▶ [Task prompt] Please report every line in the entries that contains the string "errors".

Start of Record set

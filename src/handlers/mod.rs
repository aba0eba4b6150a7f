pub mod evaluation_handler;
pub mod health_handler;
pub mod quiz_handler;
pub mod study_handler;

use actix_web::{error::JsonPayloadError, web, HttpRequest};

use crate::errors::AppError;

pub use evaluation_handler::evaluate_answers;
pub use health_handler::{
    health_check, health_check_live, health_check_ready, test_connection, welcome,
};
pub use quiz_handler::{generate_mcq, generate_written};
pub use study_handler::{generate_notes, generate_roadmap, generate_suggestions};

/// Registers every route on the app.
pub fn configure(cfg: &mut web::ServiceConfig) {
    cfg.service(welcome)
        .service(health_check)
        .service(health_check_live)
        .service(health_check_ready)
        .service(test_connection)
        .service(generate_mcq)
        .service(generate_written)
        .service(evaluate_answers)
        .service(generate_notes)
        .service(generate_roadmap)
        .service(generate_suggestions);
}

/// JSON extractor settings: body size limit, and malformed bodies reported as 400 `{error, details}`.
pub fn json_config(limit: usize) -> web::JsonConfig {
    web::JsonConfig::default()
        .limit(limit)
        .error_handler(|err: JsonPayloadError, _req: &HttpRequest| {
            log::debug!("Rejected request body: {}", err);
            AppError::InvalidInput {
                message: "Invalid request body".to_string(),
                details: Some(err.to_string()),
            }
            .into()
        })
}
pub mod app_state;
pub mod config;
pub mod constants;
pub mod errors;
pub mod handlers;
pub mod middleware;
pub mod models;
pub mod services;

#[cfg(test)]
pub mod test_utils;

End of Record set

▶ [Response for this exercise]
use crate::errors::AppError;
pub mod errors;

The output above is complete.